In Singapore, T-bills refer to Treasury bills, which are short-term debt securities issued by the Singapore government. They are sold at a discount to their face value and mature within one year or less, making them a popular investment option for individuals and institutions looking for a relatively safe place to park their money for a short period of time. T-bills are usually sold through auctions, and their yields are determined by market demand and supply. In Singapore, T-bills are issued by the Monetary Authority of Singapore (MAS) on behalf of the government.

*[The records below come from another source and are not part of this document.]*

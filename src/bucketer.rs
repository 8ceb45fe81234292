//! Time bucketing
//!
//! Re-keys elapsed-time-within-trial onto a fixed grid and merges contiguous
//! runs of labeled samples sharing `(trial, window, tag, grid time)` into one
//! bucket per run. This is a strictly sequential merge: two samples with
//! identical keys separated by a differently-keyed sample are never merged.
//! In rolling mode a trailing FIFO buffer additionally produces a rolling
//! mean that is assigned to each bucket once the buffer spans the configured
//! window.

use crate::config::AnalysisConfig;
use crate::types::{BucketRow, LabeledSample};
use std::collections::VecDeque;

/// Round a millisecond offset onto the bucket grid (half away from zero).
pub fn round_to_nearest(value_ms: f64, step_ms: u32) -> i64 {
    let step = step_ms as f64;
    (step * (value_ms / step).round()) as i64
}

/// Time bucketer for collapsing labeled samples onto the grid
pub struct TimeBucketer;

impl TimeBucketer {
    /// Collapse labeled samples into bucket rows.
    ///
    /// With bucketing disabled each sample becomes its own row; normalized
    /// time is still computed so downstream passes see a uniform shape.
    pub fn bucketize(labeled: &[LabeledSample], config: &AnalysisConfig) -> Vec<BucketRow> {
        if !config.bucketing_enabled {
            return passthrough(labeled, config);
        }

        let mut out: Vec<BucketRow> = Vec::new();
        let mut run: Option<Run> = None;
        let mut rolling = if config.use_rolling_average {
            Some(RollingState::default())
        } else {
            None
        };
        let mut trial_start = 0.0;
        let mut prev_trial: Option<i64> = None;

        for ls in labeled {
            let sample = &ls.sample;

            if prev_trial != Some(sample.trial_id) {
                // Trial boundary: buckets never span trials, the elapsed-time
                // reference restarts, and pending buckets from the previous
                // trial keep no rolling value rather than borrowing the next
                // trial's first computation.
                if let Some(finished) = run.take() {
                    emit(&mut out, finished, config, rolling.as_mut());
                }
                if let Some(roll) = rolling.as_mut() {
                    roll.reset_for_trial();
                }
                trial_start = sample.timestamp_ms;
                prev_trial = Some(sample.trial_id);
            }

            let norm = round_to_nearest(sample.timestamp_ms - trial_start, config.time_step_ms);

            let same_run = run.as_ref().map_or(false, |r| {
                r.normalized_time_ms == norm
                    && r.head.window == ls.window
                    && r.head.sample.tag == sample.tag
            });
            if !same_run {
                if let Some(finished) = run.take() {
                    emit(&mut out, finished, config, rolling.as_mut());
                }
                run = Some(Run {
                    head: ls.clone(),
                    normalized_time_ms: norm,
                    values: Vec::new(),
                });
            }
            if let Some(r) = run.as_mut() {
                r.values.push(sample.pupil);
            }

            if let Some(roll) = rolling.as_mut() {
                if let Some(v) = config.invalid_policy.numeric(sample.pupil) {
                    roll.buffer.push_back((norm, v));
                }
            }
        }

        if let Some(finished) = run.take() {
            emit(&mut out, finished, config, rolling.as_mut());
        }

        out
    }
}

/// An open run of contiguous same-key samples.
struct Run {
    head: LabeledSample,
    normalized_time_ms: i64,
    values: Vec<Option<f64>>,
}

/// Trailing rolling-average state: the FIFO value buffer plus the indices of
/// emitted buckets still waiting for a rolling value.
#[derive(Default)]
struct RollingState {
    buffer: VecDeque<(i64, f64)>,
    pending: Vec<usize>,
}

impl RollingState {
    fn reset_for_trial(&mut self) {
        self.buffer.clear();
        self.pending.clear();
    }

    /// If the buffer spans the rolling window, average the entries within
    /// the span (measured back from the newest entry), assign that value to
    /// every pending bucket, and evict entries older than the span.
    fn try_assign(&mut self, rows: &mut [BucketRow], window_ms: u32) {
        let (first, last) = match (self.buffer.front(), self.buffer.back()) {
            (Some(&(first, _)), Some(&(last, _))) => (first, last),
            _ => return,
        };
        if last - first < window_ms as i64 {
            return;
        }

        self.buffer.retain(|&(t, _)| last - t <= window_ms as i64);
        let sum: f64 = self.buffer.iter().map(|&(_, v)| v).sum();
        let avg = sum / self.buffer.len() as f64;

        for &index in &self.pending {
            rows[index].pupil_roll = Some(avg);
        }
        self.pending.clear();
    }
}

/// Close a run into a bucket row and, in rolling mode, fold it into the
/// rolling bookkeeping.
fn emit(
    out: &mut Vec<BucketRow>,
    run: Run,
    config: &AnalysisConfig,
    rolling: Option<&mut RollingState>,
) {
    let contributing: Vec<f64> = run
        .values
        .iter()
        .filter_map(|&v| config.invalid_policy.numeric(v))
        .collect();
    let pupil_avg = if contributing.is_empty() {
        None
    } else {
        Some(contributing.iter().sum::<f64>() / contributing.len() as f64)
    };

    out.push(BucketRow {
        sample: run.head.sample,
        window: run.head.window,
        normalized_time_ms: run.normalized_time_ms,
        pupil_avg,
        pupil_roll: None,
        member_count: run.values.len() as u32,
    });

    if let Some(roll) = rolling {
        roll.pending.push(out.len() - 1);
        roll.try_assign(out, config.rolling_window_ms);
    }
}

/// One row per labeled sample, no merging, no rolling.
fn passthrough(labeled: &[LabeledSample], config: &AnalysisConfig) -> Vec<BucketRow> {
    let mut out = Vec::with_capacity(labeled.len());
    let mut trial_start = 0.0;
    let mut prev_trial: Option<i64> = None;

    for ls in labeled {
        let sample = &ls.sample;
        if prev_trial != Some(sample.trial_id) {
            trial_start = sample.timestamp_ms;
            prev_trial = Some(sample.trial_id);
        }
        out.push(BucketRow {
            sample: sample.clone(),
            window: ls.window,
            normalized_time_ms: round_to_nearest(
                sample.timestamp_ms - trial_start,
                config.time_step_ms,
            ),
            pupil_avg: config.invalid_policy.numeric(sample.pupil),
            pupil_roll: None,
            member_count: 1,
        });
    }

    out
}

#[cfg(test)]
mod tests {
    use super::*;
    use crate::config::InvalidSamplePolicy;
    use crate::types::{Sample, StimulusTag, WindowLabel};

    fn make_labeled(
        trial: i64,
        ts: f64,
        tag: StimulusTag,
        window: WindowLabel,
        pupil: Option<f64>,
    ) -> LabeledSample {
        LabeledSample {
            sample: Sample {
                trial_id: trial,
                timestamp_ms: ts,
                tag: Some(tag),
                pupil,
                ..Default::default()
            },
            window,
        }
    }

    fn item1(trial: i64, ts: f64, pupil: Option<f64>) -> LabeledSample {
        make_labeled(trial, ts, StimulusTag::FirstItem, WindowLabel::Item(1), pupil)
    }

    #[test]
    fn test_round_to_nearest() {
        assert_eq!(round_to_nearest(0.0, 50), 0);
        assert_eq!(round_to_nearest(24.0, 50), 0);
        assert_eq!(round_to_nearest(25.0, 50), 50);
        assert_eq!(round_to_nearest(74.9, 50), 50);
        assert_eq!(round_to_nearest(130.0, 50), 150);
        assert_eq!(round_to_nearest(130.0, 20), 140);
    }

    #[test]
    fn test_on_grid_samples_stay_separate() {
        let labeled = vec![item1(7, 0.0, Some(4.0)), item1(7, 50.0, Some(4.2))];
        let rows = TimeBucketer::bucketize(&labeled, &AnalysisConfig::default());

        assert_eq!(rows.len(), 2);
        assert_eq!(rows[0].normalized_time_ms, 0);
        assert_eq!(rows[1].normalized_time_ms, 50);
        assert_eq!(rows[0].pupil_avg, Some(4.0));
        assert_eq!(rows[1].pupil_avg, Some(4.2));
    }

    #[test]
    fn test_same_grid_time_merges() {
        let labeled = vec![
            item1(7, 0.0, Some(4.0)),
            item1(7, 10.0, Some(4.2)),
            item1(7, 20.0, Some(4.4)),
        ];
        let rows = TimeBucketer::bucketize(&labeled, &AnalysisConfig::default());

        assert_eq!(rows.len(), 1);
        assert_eq!(rows[0].normalized_time_ms, 0);
        assert_eq!(rows[0].member_count, 3);
        assert!((rows[0].pupil_avg.unwrap() - 4.2).abs() < 1e-9);
    }

    #[test]
    fn test_merge_is_sequential_not_group_by() {
        // A differently-keyed sample in between splits identically keyed
        // neighbors into separate buckets.
        let labeled = vec![
            item1(7, 0.0, Some(4.0)),
            make_labeled(7, 10.0, StimulusTag::FirstItem, WindowLabel::Fix(1), Some(5.0)),
            item1(7, 20.0, Some(4.4)),
        ];
        let rows = TimeBucketer::bucketize(&labeled, &AnalysisConfig::default());

        assert_eq!(rows.len(), 3);
        assert_eq!(rows[0].pupil_avg, Some(4.0));
        assert_eq!(rows[2].pupil_avg, Some(4.4));
    }

    #[test]
    fn test_member_count_conservation() {
        let labeled = vec![
            item1(7, 0.0, Some(4.0)),
            item1(7, 10.0, None),
            item1(7, 60.0, Some(4.1)),
            item1(8, 500.0, Some(4.3)),
            item1(8, 510.0, Some(4.5)),
        ];
        let rows = TimeBucketer::bucketize(&labeled, &AnalysisConfig::default());

        let total: u32 = rows.iter().map(|r| r.member_count).sum();
        assert_eq!(total as usize, labeled.len());
    }

    #[test]
    fn test_invalid_policy_exclude_vs_sentinel() {
        let labeled = vec![item1(7, 0.0, Some(4.0)), item1(7, 10.0, None)];

        let exclude = AnalysisConfig::default();
        let rows = TimeBucketer::bucketize(&labeled, &exclude);
        assert_eq!(rows.len(), 1);
        assert_eq!(rows[0].pupil_avg, Some(4.0));

        let compat = AnalysisConfig {
            invalid_policy: InvalidSamplePolicy::SentinelCompat,
            ..Default::default()
        };
        let rows = TimeBucketer::bucketize(&labeled, &compat);
        // (4.0 + -1.0) / 2
        assert!((rows[0].pupil_avg.unwrap() - 1.5).abs() < 1e-9);
    }

    #[test]
    fn test_all_invalid_run_has_no_value() {
        let labeled = vec![item1(7, 0.0, None), item1(7, 10.0, None)];
        let rows = TimeBucketer::bucketize(&labeled, &AnalysisConfig::default());

        assert_eq!(rows.len(), 1);
        assert_eq!(rows[0].pupil_avg, None);
        assert_eq!(rows[0].member_count, 2);
    }

    #[test]
    fn test_trial_boundary_resets_time_reference() {
        let labeled = vec![item1(7, 1000.0, Some(4.0)), item1(8, 9000.0, Some(4.2))];
        let rows = TimeBucketer::bucketize(&labeled, &AnalysisConfig::default());

        assert_eq!(rows.len(), 2);
        assert_eq!(rows[0].normalized_time_ms, 0);
        assert_eq!(rows[1].normalized_time_ms, 0);
    }

    #[test]
    fn test_idempotent_on_single_sample_buckets() {
        let labeled = vec![
            item1(7, 0.0, Some(4.0)),
            item1(7, 50.0, Some(4.2)),
            item1(7, 100.0, Some(4.4)),
        ];
        let config = AnalysisConfig::default();
        let first = TimeBucketer::bucketize(&labeled, &config);

        // Feed the buckets back through: every bucket maps to itself.
        let again: Vec<LabeledSample> = first
            .iter()
            .map(|r| LabeledSample {
                sample: Sample {
                    pupil: r.pupil_avg,
                    ..r.sample.clone()
                },
                window: r.window,
            })
            .collect();
        let second = TimeBucketer::bucketize(&again, &config);

        assert_eq!(second.len(), first.len());
        for (a, b) in first.iter().zip(second.iter()) {
            assert_eq!(a.normalized_time_ms, b.normalized_time_ms);
            assert_eq!(a.pupil_avg, b.pupil_avg);
        }
    }

    fn rolling_config() -> AnalysisConfig {
        AnalysisConfig {
            use_rolling_average: true,
            rolling_window_ms: 100,
            ..Default::default()
        }
    }

    #[test]
    fn test_rolling_assigned_once_span_reached() {
        let labeled = vec![
            item1(7, 0.0, Some(1.0)),
            item1(7, 50.0, Some(2.0)),
            item1(7, 100.0, Some(3.0)),
            item1(7, 150.0, Some(4.0)),
        ];
        let rows = TimeBucketer::bucketize(&labeled, &rolling_config());

        assert_eq!(rows.len(), 4);
        // Buffer first spans 100 ms when the bucket at t=100 is emitted:
        // mean(1, 2, 3) = 2 covers the first three buckets.
        for row in &rows[..3] {
            assert!((row.pupil_roll.unwrap() - 2.0).abs() < 1e-9);
        }
        // The final bucket is covered by mean(2, 3, 4) after eviction.
        assert!((rows[3].pupil_roll.unwrap() - 3.0).abs() < 1e-9);
    }

    #[test]
    fn test_rolling_trailing_buckets_stay_unset_below_span() {
        let labeled = vec![item1(7, 0.0, Some(1.0)), item1(7, 50.0, Some(2.0))];
        let rows = TimeBucketer::bucketize(&labeled, &rolling_config());

        assert_eq!(rows.len(), 2);
        assert_eq!(rows[0].pupil_roll, None);
        assert_eq!(rows[1].pupil_roll, None);
    }

    #[test]
    fn test_rolling_does_not_leak_across_trials() {
        let labeled = vec![
            item1(7, 0.0, Some(1.0)),
            item1(7, 50.0, Some(2.0)),
            item1(8, 5000.0, Some(8.0)),
            item1(8, 5050.0, Some(8.0)),
            item1(8, 5100.0, Some(8.0)),
            item1(8, 5150.0, Some(8.0)),
        ];
        let rows = TimeBucketer::bucketize(&labeled, &rolling_config());

        // Trial 7's buckets never reached the span and stay unset; the
        // boundary must not hand them trial 8's first rolling value.
        assert_eq!(rows[0].pupil_roll, None);
        assert_eq!(rows[1].pupil_roll, None);
        assert!((rows[2].pupil_roll.unwrap() - 8.0).abs() < 1e-9);
    }

    #[test]
    fn test_rolling_coverage_spans_window() {
        // Whenever a rolling value is emitted the contributing entries span
        // at least the configured window.
        let labeled: Vec<LabeledSample> = (0..8)
            .map(|i| item1(7, i as f64 * 30.0, Some(i as f64)))
            .collect();
        let config = AnalysisConfig {
            use_rolling_average: true,
            rolling_window_ms: 90,
            time_step_ms: 30,
            ..Default::default()
        };
        let rows = TimeBucketer::bucketize(&labeled, &config);

        assert!(rows.iter().any(|r| r.pupil_roll.is_some()));
        // Every assigned value is a mean over entries 90 ms apart or closer,
        // so it can never exceed the max of the last four values seen.
        for row in &rows {
            if let Some(roll) = row.pupil_roll {
                assert!(roll >= 0.0 && roll <= 7.0);
            }
        }
    }

    #[test]
    fn test_passthrough_when_bucketing_disabled() {
        let labeled = vec![
            item1(7, 0.0, Some(4.0)),
            item1(7, 10.0, Some(4.2)),
            item1(7, 20.0, None),
        ];
        let config = AnalysisConfig {
            bucketing_enabled: false,
            ..Default::default()
        };
        let rows = TimeBucketer::bucketize(&labeled, &config);

        assert_eq!(rows.len(), 3);
        assert_eq!(rows[0].pupil_avg, Some(4.0));
        assert_eq!(rows[1].pupil_avg, Some(4.2));
        assert_eq!(rows[2].pupil_avg, None);
        assert_eq!(rows[1].normalized_time_ms, 0);
        assert!(rows.iter().all(|r| r.member_count == 1));
    }
}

From March 2023, all three major banks in Singapore will offer customers the option to use their Central Provident Fund (CPF) savings to apply for Treasury bills (T-bills) online. This is great news for customers who previously had to queue up at the banks for hours to access this service. DBS has already started offering this option since late January, and they have reported that nine in 10 T-bill applications for the 2 Feb 2023 auction were made online using CPF funds.
With the CPF Ordinary Account (OA) paying a minimum of 2.5% interest per annum, it makes sense for savers to use their CPF savings to invest in T-bills, which are currently paying north of 3%. However, before jumping into this investment, it’s essential to note a few things.
First, be careful of lost interest in CPF and T-bills. If you choose to use your CPF savings to invest in T-bills, you could lose more than six months of CPF accrued interest. To participate in a T-bill auction, you need to put in a bid before the auction date, which means there will be a period during which your CPF OA money does not earn interest.
Secondly, T-bill yields have fallen since hitting a 30-year high of 4.4% p.a. in December 2022. The T-bill sold in the 16 Feb 2023 auction offered a six-month yield of 3.93%. The yields of Singapore T-bills track those of US Treasuries, which have also fallen as the US Federal Reserve (Fed) narrows its interest-rate hikes. While Singapore T-bills remain at levels higher than a year ago, investors need to keep an eye on the yield trend ahead.
Therefore, before investing all of your CPF savings into T-bills, be sure to take note of these important factors.